Data Technology Landscape and Evolution of Data Science

    -  

5 (100%) 10 votes

Introduction

The human civilization started to curate, interpret and summarize data very early on, in order to bring out the value and insights.  Patañjali (prior to 400 CE), compiled the Yoga Sūtras in 196 sutras, in an attempt to simplify the yogic science. Another example of applied data science is classification, where the Greek philosopher, Aristotle (384—322 B.C.E.) was the first to classify areas of human knowledge into the distinct disciplines of mathematics, biology, and ethics.

data sciences

Evolution of Data Analytics

Coming forward to the 20th century, in the early 1900s, the Statistician, Gosset, working with a brewery, applied his statistical knowledge – both in the brewery and on the farm – to the selection of the best yielding varieties of barley.
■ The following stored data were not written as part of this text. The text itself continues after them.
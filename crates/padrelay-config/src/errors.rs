//! Error classification strings, used as the `error_type` log field.

pub const ERROR_TLS_HANDSHAKE: &str = "tls_handshake";
pub const ERROR_AUTH: &str = "auth";
pub const ERROR_IO: &str = "io";
pub const ERROR_CONFIG: &str = "config";
pub const ERROR_RESOLVE: &str = "resolve";
pub const ERROR_PROXY: &str = "proxy";
pub const ERROR_LENGTH_HIDING: &str = "length_hiding";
The statistical modeling largely stayed with the mathematicians and statisticians into the 21st century, until very recently, where now the software tools like Excel, SAS and programming languages like R and Python enable the practitioners from myriad fields, to apply the statistical algorithms using the readily available methods and libraries.

The Evolution of the Data Landscape & the Technologies that Rule

The Birth of SAS 

The digital era of data science, was launched in the mid-1900s, when North Carolina State University’s (NCSU) agricultural department, began the project, which became the foundation of the Statistical Analysis System (SAS). In the early 1970s, the software was primarily leased to other agricultural departments in order to analyze the effect soil, weather and seed varieties had on crop yields. SAS software became very popular with the Banking, Finance, Insurance, Pharma industries and has continues its dominance in the new age of data. It has evolved to support the requirements of text analytics, natural language processing, high power analytics and visualizations. This continues to rule the statistical modelling of large businesses. 
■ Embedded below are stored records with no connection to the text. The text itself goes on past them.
#![allow(dead_code)]

use std::net::SocketAddr;
use std::sync::Arc;
use std::sync::atomic::{AtomicUsize, Ordering};
use std::time::Duration;

use bytes::BytesMut;
use padrelay_config::{HostPort, RelayConfig};
use padrelay_relay::{Listener, ReportLock};
use padrelay_tls::LENGTH_HIDING_ALPN;
use padrelay_tls::length_hiding::{UNIT_HEADER_LEN, encode_units};
use rcgen::{BasicConstraints, CertificateParams, DnType, IsCa, KeyPair};
use rustls::pki_types::{CertificateDer, PrivateKeyDer, PrivatePkcs8KeyDer, ServerName};
use rustls::{ClientConfig, RootCertStore, ServerConfig};
use socket2::SockRef;
use tokio::io::{AsyncRead, AsyncReadExt, AsyncWriteExt};
use tokio::net::{TcpListener, TcpStream};
use tokio::sync::mpsc;
use tokio_rustls::{TlsAcceptor, TlsConnector, client, server};
use tokio_util::sync::CancellationToken;

#[ctor::ctor]
fn init_crypto() {
    rustls::crypto::aws_lc_rs::default_provider()
        .install_default()
        .expect("Failed to install aws-lc-rs crypto provider");
}

pub fn init_tracing() {
    let _ = tracing_subscriber::fmt()
        .with_max_level(tracing::Level::WARN)
        .with_test_writer()
        .try_init();
}

pub const IO_TIMEOUT: Duration = Duration::from_secs(5);

// ============================================================================
// Test PKI
// ============================================================================

/// A throwaway CA plus a directory of PEM files it issued.
pub struct Pki {
    dir: tempfile::TempDir,
    ca_cert: rcgen::Certificate,
    ca_key: KeyPair,
}

pub struct Issued {
    pub cert_path: String,
    pub key_path: String,
    pub chain: Vec<CertificateDer<'static>>,
    pub key: PrivateKeyDer<'static>,
}

impl Pki {
    pub fn new() -> Self {
        let ca_key = KeyPair::generate().unwrap();
        let mut params = CertificateParams::new(Vec::<String>::new()).unwrap();
        params.is_ca = IsCa::Ca(BasicConstraints::Unconstrained);
        params.distinguished_name.push(DnType::CommonName, "padrelay test ca");
        let ca_cert = params.self_signed(&ca_key).unwrap();
        let dir = tempfile::tempdir().unwrap();
        std::fs::write(dir.path().join("ca.pem"), ca_cert.pem()).unwrap();
        Self {
            dir,
            ca_cert,
            ca_key,
        }
    }

    pub fn ca_path(&self) -> String {
        self.dir.path().join("ca.pem").display().to_string()
    }

    /// Issue a leaf for localhost / 127.0.0.1 with common name `name`.
    pub fn issue(&self, name: &str) -> Issued {
        let key = KeyPair::generate().unwrap();
        let mut params =
            CertificateParams::new(vec!["localhost".to_string(), "127.0.0.1".to_string()])
                .unwrap();
        params.distinguished_name.push(DnType::CommonName, name);
        let cert = params.signed_by(&key, &self.ca_cert, &self.ca_key).unwrap();

        let cert_path = self.dir.path().join(format!("{name}.pem"));
        let key_path = self.dir.path().join(format!("{name}.key"));
        std::fs::write(&cert_path, cert.pem()).unwrap();
        std::fs::write(&key_path, key.serialize_pem()).unwrap();

        Issued {
            cert_path: cert_path.display().to_string(),
            key_path: key_path.display().to_string(),
            chain: vec![cert.der().clone()],
            key: PrivateKeyDer::Pkcs8(PrivatePkcs8KeyDer::from(key.serialize_der())),
        }
    }

    fn roots(&self) -> RootCertStore {
        let mut roots = RootCertStore::empty();
        roots.add(self.ca_cert.der().clone()).unwrap();
        roots
    }

    /// A TLS client trusting this CA, optionally presenting a certificate.
    pub fn client(&self, identity: Option<Issued>, length_hiding: bool) -> TlsConnector {
        let builder = ClientConfig::builder().with_root_certificates(self.roots());
        let mut config = match identity {
            Some(id) => builder.with_client_auth_cert(id.chain, id.key).unwrap(),
            None => builder.with_no_client_auth(),
        };
        if length_hiding {
            config.alpn_protocols = vec![LENGTH_HIDING_ALPN.to_vec()];
        }
        TlsConnector::from(Arc::new(config))
    }

    fn server(&self, name: &str, length_hiding: bool) -> TlsAcceptor {
        let id = self.issue(name);
        let mut config = ServerConfig::builder()
            .with_no_client_auth()
            .with_single_cert(id.chain, id.key)
            .unwrap();
        if length_hiding {
            config.alpn_protocols = vec![LENGTH_HIDING_ALPN.to_vec()];
        }
        TlsAcceptor::from(Arc::new(config))
    }
}

pub async fn connect_client(
    connector: &TlsConnector,
    addr: SocketAddr,
) -> std::io::Result<client::TlsStream<TcpStream>> {
    let tcp = TcpStream::connect(addr).await?;
    let name = ServerName::try_from("localhost").unwrap();
    connector.connect(name, tcp).await
}

/// Read until end of stream or error; true when the peer went away.
pub async fn wait_for_close<S: AsyncRead + Unpin>(stream: &mut S) -> bool {
    let mut buf = [0u8; 256];
    let result = tokio::time::timeout(IO_TIMEOUT, async {
        loop {
            match stream.read(&mut buf).await {
                Ok(0) | Err(_) => return,
                Ok(_) => continue,
            }
        }
    })
    .await;
    result.is_ok()
}

// ============================================================================
// Destination servers
// ============================================================================

/// What a destination saw on one connection.
#[derive(Debug, Default)]
pub struct Received {
    pub data: Vec<u8>,
    /// `payload + padding` of each unit, when length hiding was negotiated.
    pub unit_lengths: Vec<usize>,
}

#[derive(Debug, Clone, Copy)]
pub enum Mode {
    /// Echo every chunk; a chunk starting with `RESET` resets the connection.
    Echo,
    /// Record `expect` payload bytes, report them, reply `ok` and close.
    Record { expect: usize },
    /// After the first chunk, send `bytes` bytes without reading, then close.
    Download { bytes: usize },
}

pub struct Destination {
    pub addr: SocketAddr,
    pub received: mpsc::UnboundedReceiver<Received>,
    accepted: Arc<AtomicUsize>,
    shutdown: CancellationToken,
}

impl Destination {
    pub async fn start(pki: &Pki, mode: Mode, length_hiding: bool) -> Self {
        let acceptor = pki.server("destination", length_hiding);
        let listener = TcpListener::bind("127.0.0.1:0").await.unwrap();
        let addr = listener.local_addr().unwrap();
        let accepted = Arc::new(AtomicUsize::new(0));
        let shutdown = CancellationToken::new();
        let (tx, received) = mpsc::unbounded_channel();

        let counter = accepted.clone();
        let token = shutdown.clone();
        tokio::spawn(async move {
            loop {
                let (tcp, _) = tokio::select! {
                    _ = token.cancelled() => return,
                    r = listener.accept() => match r {
                        Ok(v) => v,
                        Err(_) => return,
                    },
                };
                counter.fetch_add(1, Ordering::SeqCst);
                let acceptor = acceptor.clone();
                let tx = tx.clone();
                tokio::spawn(async move {
                    let Ok(tls) = acceptor.accept(tcp).await else {
                        return;
                    };
                    match mode {
                        Mode::Echo => echo(tls).await,
                        Mode::Record { expect } => record(tls, expect, tx).await,
                        Mode::Download { bytes } => download(tls, bytes).await,
                    }
                });
            }
        });

        Self {
            addr,
            received,
            accepted,
            shutdown,
        }
    }

    pub fn accepted(&self) -> usize {
        self.accepted.load(Ordering::SeqCst)
    }

    pub fn address(&self) -> HostPort {
        HostPort::parse(&self.addr.to_string()).unwrap()
    }
}

impl Drop for Destination {
    fn drop(&mut self) {
        self.shutdown.cancel();
    }
}

async fn echo(mut tls: server::TlsStream<TcpStream>) {
    let mut buf = [0u8; 4096];
    loop {
        let n = match tls.read(&mut buf).await {
            Ok(0) | Err(_) => break,
            Ok(n) => n,
        };
        if buf[..n].starts_with(b"RESET") {
            let _ = SockRef::from(tls.get_ref().0).set_linger(Some(Duration::ZERO));
            drop(tls);
            return;
        }
        if tls.write_all(&buf[..n]).await.is_err() {
            break;
        }
    }
    let _ = tls.shutdown().await;
}

async fn download(mut tls: server::TlsStream<TcpStream>, bytes: usize) {
    let mut buf = [0u8; 4096];
    if !matches!(tls.read(&mut buf).await, Ok(n) if n > 0) {
        return;
    }
    let chunk = vec![0x5a; 16 * 1024];
    let mut sent = 0;
    while sent < bytes {
        if tls.write_all(&chunk).await.is_err() {
            return;
        }
        sent += chunk.len();
    }
    let _ = tls.shutdown().await;
}

async fn record(
    mut tls: server::TlsStream<TcpStream>,
    expect: usize,
    tx: mpsc::UnboundedSender<Received>,
) {
    let length_hiding = tls.get_ref().1.alpn_protocol() == Some(LENGTH_HIDING_ALPN);
    let mut received = Received::default();

    while received.data.len() < expect {
        if length_hiding {
            let mut header = [0u8; UNIT_HEADER_LEN];
            if tls.read_exact(&mut header).await.is_err() {
                break;
            }
            let payload = u16::from_be_bytes([header[0], header[1]]) as usize;
            let padding = u16::from_be_bytes([header[2], header[3]]) as usize;
            let mut body = vec![0u8; payload + padding];
            if tls.read_exact(&mut body).await.is_err() {
                break;
            }
            received.unit_lengths.push(payload + padding);
            received.data.extend_from_slice(&body[..payload]);
        } else {
            let mut buf = [0u8; 4096];
            match tls.read(&mut buf).await {
                Ok(0) | Err(_) => break,
                Ok(n) => received.data.extend_from_slice(&buf[..n]),
            }
        }
    }
    let _ = tx.send(received);

    let reply = if length_hiding {
        let mut out = BytesMut::new();
        encode_units(b"ok", 2, &mut out);
        out.to_vec()
    } else {
        b"ok".to_vec()
    };
    let _ = tls.write_all(&reply).await;
    let _ = tls.shutdown().await;
}

// ============================================================================
// Relays
// ============================================================================

/// Relay towards `dest` presenting a certificate issued by `pki`, trusting
/// `pki` for the destination.
pub fn relay_config(pki: &Pki, dest: HostPort) -> RelayConfig {
    static RELAYS: AtomicUsize = AtomicUsize::new(0);
    let id = pki.issue(&format!("relay-{}", RELAYS.fetch_add(1, Ordering::SeqCst)));
    let mut cfg = RelayConfig::new(HostPort::parse("127.0.0.1:0").unwrap(), dest);
    cfg.server_name_indicator = Some("localhost".into());
    cfg.as_server.cert = Some(id.cert_path);
    cfg.as_server.key = Some(id.key_path);
    cfg.as_client.ca = Some(pki.ca_path());
    cfg
}

pub struct RunningListener {
    pub addr: SocketAddr,
    pub token: CancellationToken,
}

impl Drop for RunningListener {
    fn drop(&mut self) {
        self.token.cancel();
    }
}

pub async fn start_relay(name: &str, cfg: RelayConfig) -> RunningListener {
    let listener = Listener::bind(name, cfg, ReportLock::default())
        .await
        .unwrap();
    let addr = listener.local_addr();
    let token = CancellationToken::new();
    tokio::spawn(listener.serve(token.clone()));
    RunningListener { addr, token }
}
The R Programming Language by Statisticians

The most popular programming language for data analysts was not born from the software research labs, but rather from the need of Statistic Professors, to have a technology that suited for their statistics students. Ross Ihaka and Robert Gentleman, gave lectures on statistics in the University of Auckland. At first, developing the language was a mere hobby for the professors, considering that none of them had any deep computer science training. But starting in 1991, both Ihaka and Gentleman started working full time in developing their new software. This came to became one of the most widely used programming languages by statisticians and data analyst professionals due its open source contributed rich set of libraries, and continues to dominate the data science industry.
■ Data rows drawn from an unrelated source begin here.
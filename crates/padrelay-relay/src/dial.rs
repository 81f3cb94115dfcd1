//! Outbound TCP to the destination, directly or through an upstream proxy.

use std::io;
use std::net::{IpAddr, SocketAddr};

use base64::{Engine as _, engine::general_purpose::STANDARD as BASE64};
use padrelay_config::{AddressFamily, HostPort, ProxyConfig, ProxyKind};
use tokio::io::{AsyncReadExt, AsyncWriteExt};
use tokio::net::{TcpSocket, TcpStream};
use tokio_socks::tcp::{Socks4Stream, Socks5Stream};
use tracing::debug;

use crate::error::EstablishFailure;

const MAX_RESPONSE_LINE: usize = 8 * 1024;

/// Resolve `addr` to a socket address of the family its literal selects.
pub async fn resolve(addr: &HostPort) -> io::Result<SocketAddr> {
    let family = addr.family();
    let wanted = |ip: &IpAddr| match family {
        AddressFamily::V4 => ip.is_ipv4(),
        AddressFamily::V6 => ip.is_ipv6(),
    };

    if let Ok(ip) = addr.bare_host().parse::<IpAddr>() {
        if !wanted(&ip) {
            return Err(io::Error::new(
                io::ErrorKind::InvalidInput,
                format!("{addr}: address family does not match literal"),
            ));
        }
        return Ok(SocketAddr::new(ip, addr.port()));
    }

    tokio::net::lookup_host((addr.bare_host(), addr.port()))
        .await?
        .find(|sa| wanted(&sa.ip()))
        .ok_or_else(|| {
            io::Error::new(
                io::ErrorKind::NotFound,
                format!("{addr}: no {family:?} address"),
            )
        })
}

/// Open a TCP connection towards `target`, through `proxy` when configured.
pub async fn connect(
    target: &HostPort,
    proxy: Option<&ProxyConfig>,
) -> Result<TcpStream, EstablishFailure> {
    let Some(proxy) = proxy else {
        let addr = resolve(target)
            .await
            .map_err(|e| EstablishFailure::Resolve(e.to_string()))?;
        debug!(target = %target, addr = %addr, "connecting");
        return Ok(connect_direct(addr).await?);
    };

    let proxy_addr = resolve(&proxy.address())
        .await
        .map_err(|e| EstablishFailure::Resolve(e.to_string()))?;
    debug!(target = %target, proxy = %proxy_addr, kind = ?proxy.kind, "connecting through proxy");

    let stream = match proxy.kind {
        ProxyKind::Socks4 => socks4(proxy_addr, proxy, target).await?,
        ProxyKind::Socks5 => socks5(proxy_addr, proxy, target).await?,
        ProxyKind::Http => http_connect(proxy_addr, proxy, target).await?,
    };
    stream.set_nodelay(true)?;
    Ok(stream)
}

async fn connect_direct(addr: SocketAddr) -> io::Result<TcpStream> {
    let socket = if addr.is_ipv4() {
        TcpSocket::new_v4()?
    } else {
        TcpSocket::new_v6()?
    };
    let stream = socket.connect(addr).await?;
    stream.set_nodelay(true)?;
    Ok(stream)
}

async fn socks4(
    proxy_addr: SocketAddr,
    proxy: &ProxyConfig,
    target: &HostPort,
) -> Result<TcpStream, EstablishFailure> {
    let dest = (target.bare_host(), target.port());
    let stream = match proxy.username.as_deref() {
        Some(user_id) => Socks4Stream::connect_with_userid(proxy_addr, dest, user_id).await,
        None => Socks4Stream::connect(proxy_addr, dest).await,
    }
    .map_err(|e| EstablishFailure::Proxy(format!("socks4 {proxy_addr}: {e}")))?;
    Ok(stream.into_inner())
}

async fn socks5(
    proxy_addr: SocketAddr,
    proxy: &ProxyConfig,
    target: &HostPort,
) -> Result<TcpStream, EstablishFailure> {
    let dest = (target.bare_host(), target.port());
    let stream = match (proxy.username.as_deref(), proxy.password.as_deref()) {
        (Some(user), Some(pass)) => {
            Socks5Stream::connect_with_password(proxy_addr, dest, user, pass).await
        }
        _ => Socks5Stream::connect(proxy_addr, dest).await,
    }
    .map_err(|e| EstablishFailure::Proxy(format!("socks5 {proxy_addr}: {e}")))?;
    Ok(stream.into_inner())
}

async fn http_connect(
    proxy_addr: SocketAddr,
    proxy: &ProxyConfig,
    target: &HostPort,
) -> Result<TcpStream, EstablishFailure> {
    let mut stream = connect_direct(proxy_addr).await?;

    let mut request = format!("CONNECT {target} HTTP/1.1\r\nHost: {target}\r\n");
    if let (Some(user), Some(pass)) = (proxy.username.as_deref(), proxy.password.as_deref()) {
        let token = BASE64.encode(format!("{user}:{pass}"));
        request.push_str(&format!("Proxy-Authorization: Basic {token}\r\n"));
    }
    request.push_str("\r\n");
    stream.write_all(request.as_bytes()).await?;
    stream.flush().await?;

    let status_line = read_line(&mut stream).await?;
    match parse_status(&status_line) {
        Some(code) if (200..300).contains(&code) => {}
        _ => {
            return Err(EstablishFailure::Proxy(format!(
                "http {proxy_addr}: CONNECT refused: {status_line}"
            )));
        }
    }
    // Headers end at the first empty line; nothing past it is read.
    while !read_line(&mut stream).await?.is_empty() {}
    Ok(stream)
}

async fn read_line(stream: &mut TcpStream) -> Result<String, EstablishFailure> {
    let mut line = Vec::new();
    loop {
        let byte = stream.read_u8().await?;
        if byte == b'\n' {
            break;
        }
        line.push(byte);
        if line.len() > MAX_RESPONSE_LINE {
            return Err(EstablishFailure::Proxy("response line too long".into()));
        }
    }
    if line.last() == Some(&b'\r') {
        line.pop();
    }
    String::from_utf8(line).map_err(|_| EstablishFailure::Proxy("malformed response".into()))
}

fn parse_status(line: &str) -> Option<u16> {
    let mut parts = line.split_whitespace();
    if !parts.next()?.starts_with("HTTP/1.") {
        return None;
    }
    parts.next()?.parse().ok()
}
Microsoft Excel became the Jack of all Trades, Literally

In the last 3 decades, this tool has been used in pretty much at all places – homes, personal, small and medium companies, large organizations and industries, and in all functions and roles. O’Rielly conducted a survey in Europe in 2016, and published its report in 2017. The survey asked for the tools used by the Data Analysts in their roles, and 70% of the respondents listed Excel. This is a pretty large endorsement for Excel based analysts in 2017, and that building advanced skills in Excel, and combining it with the Data Analysis add-in pack, can position professionals to do their jobs significantly better, and make informed decisions based on data. The functions of HR, recruiter, marketers, sales, supply-chain specialist, procurement, operations, delivery, to name a sub-set who handle data and can very well leverage the power of data using a tool that makes analytics accessible to them.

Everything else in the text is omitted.